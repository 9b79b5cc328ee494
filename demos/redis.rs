use courierq::prelude::*;
use std::sync::Arc;

// COURIER_REDIS_URL=redis://localhost:6379 cargo run --example redis --features redis-queue
#[tokio::main]
async fn main() -> CourierResult<()> {
    tracing_subscriber::fmt::init();

    let mut config = CourierConfig::from_env()?;
    if config.queue.redis_url.is_none() {
        config.queue.redis_url = Some("redis://localhost:6379".to_string());
    }

    let courier = Courier::connect(config, Arc::new(LogTransport)).await?;
    courier.health_check().await?;

    let result = courier
        .enqueue(
            EmailPayload::new("user@example.com", "Reminder").with_text("Your shift starts soon."),
            EnqueueOptions::purpose("reminder").with_delay_ms(5_000),
        )
        .await;
    println!("enqueue: {result:?}");
    println!("depth: {:?}", courier.depth().await?);

    courier.start().await?;
    courier.wait_for_shutdown().await?;

    for job in courier.peek_dead_letters(10).await? {
        println!("dead: {} ({:?})", job.id, job.last_error);
    }
    Ok(())
}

- - - -

TASK BRIEF: What lines above hold the word "await"? Pull each one out.

RESPONSE BOX:
    let courier = Courier::connect(config, Arc::new(LogTransport)).await?;
    courier.health_check().await?;
        .await;
    println!("depth: {:?}", courier.depth().await?);
    courier.start().await?;
    courier.wait_for_shutdown().await?;
    for job in courier.peek_dead_letters(10).await? {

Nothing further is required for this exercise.